This snapshot should create a clone of the database that can be used by the parallel threads.
The `Storage` operation itself supports `snapshot`.
The `Snapshot` method returns a `Snapshot<DB>` type, which prevents these clones from being accessed via an `&mut` reference.
## The Storage struct
The salsa `Storage` struct contains all the data that salsa itself will use and work with.
There are three key bits of data:
* The `Shared` struct, which contains the data stored across all snapshots. This is primarily the ingredients described in the [jars and ingredients chapter](./jars_and_ingredients.md), but it also contains some synchronization information (a cond var). This is used for cancellation, as described below.
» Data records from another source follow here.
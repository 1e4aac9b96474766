#[cfg(test)]
mod tests {
    use std::time::Duration;

    use crate::library::store;
    use crate::library::sync::LibrarySync;
    use crate::metrics::Metrics;
    use crate::tests::support::{drive_file, library_config, setup_db, FakeLister};
    use crate::types::SyncOutcome;

    #[tokio::test]
    async fn concurrent_callers_share_one_run() {
        let pool = setup_db().await;
        let lister = FakeLister::with_delay(
            vec![drive_file("id-a", "Alpha.pdf"), drive_file("id-b", "Beta.pdf")],
            Duration::from_millis(100),
        );
        let sync = LibrarySync::with_lister(
            pool.clone(),
            library_config(60),
            Metrics::new(),
            Some(lister.clone()),
        );

        let mut handles = Vec::new();
        for _ in 0..8 {
            let sync = sync.clone();
            handles.push(tokio::spawn(async move { sync.ensure_synced(false).await }));
        }
        for handle in handles {
            match handle.await.unwrap() {
                SyncOutcome::Synced { count } => assert_eq!(count, 2),
                other => panic!("expected Synced, got {:?}", other),
            }
        }

        // Eight callers, one listing fetch.
        assert_eq!(lister.call_count(), 1);
        assert_eq!(store::find_all(&pool).await.unwrap().len(), 2);
    }

    #[tokio::test]
    async fn second_call_inside_interval_is_skipped() {
        let pool = setup_db().await;
        let lister = FakeLister::new(vec![drive_file("id-a", "Alpha.pdf")]);
        let metrics = Metrics::new();
        let sync = LibrarySync::with_lister(
            pool,
            library_config(60),
            metrics.clone(),
            Some(lister.clone()),
        );

        match sync.ensure_synced(false).await {
            SyncOutcome::Synced { count } => assert_eq!(count, 1),
            other => panic!("expected Synced, got {:?}", other),
        }

        match sync.ensure_synced(false).await {
            SyncOutcome::Skipped { last_success_at, last_error } => {
                assert!(last_success_at.is_some());
                assert!(last_error.is_none());
            }
            other => panic!("expected Skipped, got {:?}", other),
        }

        assert_eq!(lister.call_count(), 1);
        assert_eq!(metrics.get_snapshot().syncs_skipped, 1);
    }

    #[tokio::test]
    async fn force_bypasses_interval() {
        let pool = setup_db().await;
        let lister = FakeLister::new(vec![drive_file("id-a", "Alpha.pdf")]);
        let sync = LibrarySync::with_lister(
            pool.clone(),
            library_config(60),
            Metrics::new(),
            Some(lister.clone()),
        );

        assert!(matches!(sync.ensure_synced(false).await, SyncOutcome::Synced { .. }));
        lister.set_files(vec![drive_file("id-a", "Alpha.pdf"), drive_file("id-c", "Gamma.pdf")]);

        match sync.ensure_synced(true).await {
            SyncOutcome::Synced { count } => assert_eq!(count, 2),
            other => panic!("expected Synced, got {:?}", other),
        }
        assert_eq!(lister.call_count(), 2);
        assert_eq!(store::find_all(&pool).await.unwrap().len(), 2);
    }

    #[tokio::test]
    async fn listing_failure_keeps_store_and_records_error() {
        let pool = setup_db().await;
        let lister = FakeLister::new(vec![drive_file("id-a", "Alpha.pdf")]);
        let metrics = Metrics::new();
        let sync = LibrarySync::with_lister(
            pool.clone(),
            library_config(60),
            metrics.clone(),
            Some(lister.clone()),
        );

        assert!(matches!(sync.ensure_synced(false).await, SyncOutcome::Synced { count: 1 }));

        lister.set_fail(true);
        match sync.ensure_synced(true).await {
            SyncOutcome::Failed { message } => {
                assert!(message.contains("500"));
            }
            other => panic!("expected Failed, got {:?}", other),
        }

        // Stored items survive the failed run untouched.
        let items = store::find_all(&pool).await.unwrap();
        assert_eq!(items.len(), 1);
        assert_eq!(items[0].drive_file_id, "id-a");

        let status = sync.status().await;
        assert!(status.last_error.is_some());
        assert!(status.last_success_at.is_some());
        assert_eq!(metrics.get_snapshot().syncs_failed, 1);
    }

    #[tokio::test]
    async fn recovery_clears_last_error() {
        let pool = setup_db().await;
        let lister = FakeLister::new(vec![drive_file("id-a", "Alpha.pdf")]);
        let sync = LibrarySync::with_lister(
            pool,
            library_config(60),
            Metrics::new(),
            Some(lister.clone()),
        );

        lister.set_fail(true);
        assert!(matches!(sync.ensure_synced(false).await, SyncOutcome::Failed { .. }));
        assert!(sync.status().await.last_error.is_some());

        lister.set_fail(false);
        assert!(matches!(sync.ensure_synced(true).await, SyncOutcome::Synced { .. }));
        let status = sync.status().await;
        assert!(status.last_error.is_none());
        assert!(status.last_success_at.is_some());
    }

    #[tokio::test]
    async fn unconfigured_sync_reports_not_configured() {
        let pool = setup_db().await;
        let sync = LibrarySync::with_lister(pool.clone(), library_config(60), Metrics::new(), None);

        assert!(matches!(sync.ensure_synced(false).await, SyncOutcome::NotConfigured));
        assert!(matches!(sync.ensure_synced(true).await, SyncOutcome::NotConfigured));
        assert!(store::find_all(&pool).await.unwrap().is_empty());
    }
}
* The data in the `Shared` struct is only shared across threads when other threads are active. Some operations, like mutating an input, require an `&mut` handle to the `Shared` struct. This is obtained by using the `Arc::get_mut` methods; obviously this is only possible when all snapshots and threads have ceased executing, since there must be a single handle to the `Arc`.
* The `Routes` struct, which contains the information to find any particular ingredient -- this is also shared across all handles, and its construction is also described in the [jars and ingredients chapter](./jars_and_ingredients.md). The routes are separated out from the `Shared` struct because they are truly immutable at all times, and we want to be able to hold a handle to them while getting `&mut` access to the `Shared` struct.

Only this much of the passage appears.